«L’Afrique est mille fois plus riche que l’Europe en sous-sol, mais aussi mille fois plus pauvre en développement. Il suffirait que les présidents africains créent leur propre monnaie et l’Europe immigrera vers l’Afrique» ! Ces propos attribués au président Vladimir Poutine de la Fédération de Russie ont récemment relancé le débat sur la nécessité de mettre fin à l’hégémonie du franc CFA, soit à l’échelle nationale ou communautaire (Cédéao ou Uémoa).

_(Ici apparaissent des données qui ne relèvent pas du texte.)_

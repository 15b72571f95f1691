//! Checkpoint management for partitioned consumption.
//!
//! A checkpoint manager decides, per partition, *when* the source's durable
//! read position is advanced. Five strategies cover the spectrum from
//! checkpoint-per-message to fully application-driven:
//!
//! - [`RecordCheckpointer`]: after every message
//! - [`BatchCheckpointer`]: at each batch boundary
//! - [`CountCheckpointer`]: after every Nth message per partition
//! - [`TimeCheckpointer`]: on the first message after a configured interval
//! - [`ManualCheckpointer`]: never autonomously; it only tracks the current
//!   message so application code can checkpoint explicitly
//!
//! All strategies share the same per-partition state arena and the same
//! commit/logging behavior; they differ only in the trigger predicate.
//! Commits are issued asynchronously and their outcome is logged, never
//! retried and never surfaced into the delivery path: a failed checkpoint
//! costs redelivery on restart, not a stopped pipeline.

mod batch;
mod count;
mod ledger;
mod manual;
mod record;
mod time;

pub use batch::BatchCheckpointer;
pub use count::CountCheckpointer;
pub use manual::ManualCheckpointer;
pub use record::RecordCheckpointer;
pub use time::TimeCheckpointer;

use std::time::Duration;

use crate::source::{PartitionContext, SourceMessage};

/// Policy governing when a checkpoint commit is triggered.
#[derive(Debug, Clone, Copy, PartialEq, Eq)]
pub enum CheckpointMode {
    /// Checkpoint after each processed message.
    Record,
    /// Checkpoint at each batch boundary.
    Batch,
    /// Checkpoint after a configured number of messages per partition.
    PartitionCount,
    /// Checkpoint on the first message after a configured interval.
    Time,
    /// Checkpoint only when the application asks for it.
    Manual,
}

/// Immutable checkpoint configuration.
///
/// Exactly one mode is active. Parameters irrelevant to the active mode are
/// carried but ignored, not validated away. One config is shared across all
/// partitions of a consumer.
#[derive(Debug, Clone)]
pub struct CheckpointConfig {
    mode: CheckpointMode,
    count: u32,
    interval: Duration,
}

impl CheckpointConfig {
    /// Create a configuration for the given mode with default parameters
    /// (count 10, interval 5 seconds).
    pub fn new(mode: CheckpointMode) -> Self {
        Self {
            mode,
            count: 10,
            interval: Duration::from_secs(5),
        }
    }

    /// Set the per-partition message count for [`CheckpointMode::PartitionCount`].
    pub fn with_count(mut self, count: u32) -> Self {
        self.count = count;
        self
    }

    /// Set the commit interval for [`CheckpointMode::Time`].
    pub fn with_interval(mut self, interval: Duration) -> Self {
        self.interval = interval;
        self
    }

    /// The active checkpoint mode.
    pub fn mode(&self) -> CheckpointMode {
        self.mode
    }

    /// The configured per-partition message count.
    pub fn count(&self) -> u32 {
        self.count
    }

    /// The configured commit interval.
    pub fn interval(&self) -> Duration {
        self.interval
    }
}

/// Common surface of every checkpoint strategy.
///
/// `on_message` is called once per delivered message, after conversion. It
/// must be safe to call concurrently for *different* partitions; for a single
/// partition, calls arrive in delivery order and are never reentrant. Both
/// methods are non-blocking: any commit they trigger is issued asynchronously
/// and only its logging depends on the outcome.
pub trait CheckpointManager<C, M> {
    /// Record a delivered message and trigger a commit if the strategy's
    /// predicate is met.
    fn on_message(&self, context: &C, message: M);

    /// Signal the end of a delivery batch for the context's partition.
    ///
    /// Only batch-oriented strategies react; the default is a no-op.
    fn complete_batch(&self, context: &C) {
        let _ = context;
    }
}

/// A checkpoint strategy selected from a [`CheckpointConfig`].
///
/// Thin enum over the five strategy types for callers that pick the mode at
/// runtime; each variant can also be constructed directly.
pub enum CheckpointStrategy<M> {
    /// See [`RecordCheckpointer`].
    Record(RecordCheckpointer),
    /// See [`BatchCheckpointer`].
    Batch(BatchCheckpointer<M>),
    /// See [`CountCheckpointer`].
    PartitionCount(CountCheckpointer<M>),
    /// See [`TimeCheckpointer`].
    Time(TimeCheckpointer<M>),
    /// See [`ManualCheckpointer`].
    Manual(ManualCheckpointer<M>),
}

impl<M> CheckpointStrategy<M> {
    /// Build the strategy matching the config's mode.
    pub fn new(config: CheckpointConfig) -> Self {
        match config.mode() {
            CheckpointMode::Record => Self::Record(RecordCheckpointer::new(config)),
            CheckpointMode::Batch => Self::Batch(BatchCheckpointer::new(config)),
            CheckpointMode::PartitionCount => {
                Self::PartitionCount(CountCheckpointer::new(config))
            }
            CheckpointMode::Time => Self::Time(TimeCheckpointer::new(config)),
            CheckpointMode::Manual => Self::Manual(ManualCheckpointer::new(config)),
        }
    }
}

impl<C, M> CheckpointManager<C, M> for CheckpointStrategy<M>
where
    C: PartitionContext<M> + Clone + Send + Sync + 'static,
    M: SourceMessage + Clone + Send + Sync + 'static,
{
    fn on_message(&self, context: &C, message: M) {
        match self {
            Self::Record(strategy) => strategy.on_message(context, message),
            Self::Batch(strategy) => strategy.on_message(context, message),
            Self::PartitionCount(strategy) => strategy.on_message(context, message),
            Self::Time(strategy) => strategy.on_message(context, message),
            Self::Manual(strategy) => strategy.on_message(context, message),
        }
    }

    fn complete_batch(&self, context: &C) {
        match self {
            Self::Record(strategy) => {
                CheckpointManager::<C, M>::complete_batch(strategy, context)
            }
            Self::Batch(strategy) => strategy.complete_batch(context),
            Self::PartitionCount(strategy) => strategy.complete_batch(context),
            Self::Time(strategy) => strategy.complete_batch(context),
            Self::Manual(strategy) => strategy.complete_batch(context),
        }
    }
}

#[cfg(test)]
pub(crate) mod testsupport {
    use std::time::Duration;

    use crate::source::inmemory::{CommitRecord, InMemoryPartition};

    /// Give spawned commit tasks a chance to run to completion.
    pub(crate) async fn settle() {
        for _ in 0..32 {
            tokio::task::yield_now().await;
        }
    }

    /// Wait until the partition has recorded at least `n` commits.
    pub(crate) async fn wait_for_commits(
        partition: &InMemoryPartition,
        n: usize,
    ) -> Vec<CommitRecord> {
        tokio::time::timeout(Duration::from_secs(2), async {
            loop {
                let commits = partition.commits().await;
                if commits.len() >= n {
                    return commits;
                }
                tokio::task::yield_now().await;
            }
        })
        .await
        .expect("checkpoint commits did not settle in time")
    }
}

#[cfg(test)]
mod tests {
    use super::*;

    #[test]
    fn config_defaults_are_permissive() {
        let config = CheckpointConfig::new(CheckpointMode::Record)
            .with_count(3)
            .with_interval(Duration::from_secs(30));

        // Parameters irrelevant to the active mode are carried, not rejected.
        assert_eq!(config.mode(), CheckpointMode::Record);
        assert_eq!(config.count(), 3);
        assert_eq!(config.interval(), Duration::from_secs(30));
    }

    #[test]
    fn strategy_factory_selects_the_configured_mode() {
        use crate::source::inmemory::InMemoryMessage;

        let strategy: CheckpointStrategy<InMemoryMessage> =
            CheckpointStrategy::new(CheckpointConfig::new(CheckpointMode::Batch));
        assert!(matches!(strategy, CheckpointStrategy::Batch(_)));

        let strategy: CheckpointStrategy<InMemoryMessage> =
            CheckpointStrategy::new(CheckpointConfig::new(CheckpointMode::Manual));
        assert!(matches!(strategy, CheckpointStrategy::Manual(_)));
    }
}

Pour la stabilité économique des pays de la zone et surtout leur émergence économique, l’hégémonie du CFA (sigle de franc de la Communauté financière africaine dans les pays de l’Union économique et monétaire ouest-africaine et de franc de la Coopération financière en Afrique dans les pays de l’Union monétaire de l’Afrique centrale) a été et est toujours remis en cause. Il est vrai que cette monnaie a longtemps été un vecteur de pénétration des marchés pour les firmes françaises, de mainmise de l’Hexagone sur les économies des ex-colonies françaises, donc un moyen de pression sociopolitique et économique.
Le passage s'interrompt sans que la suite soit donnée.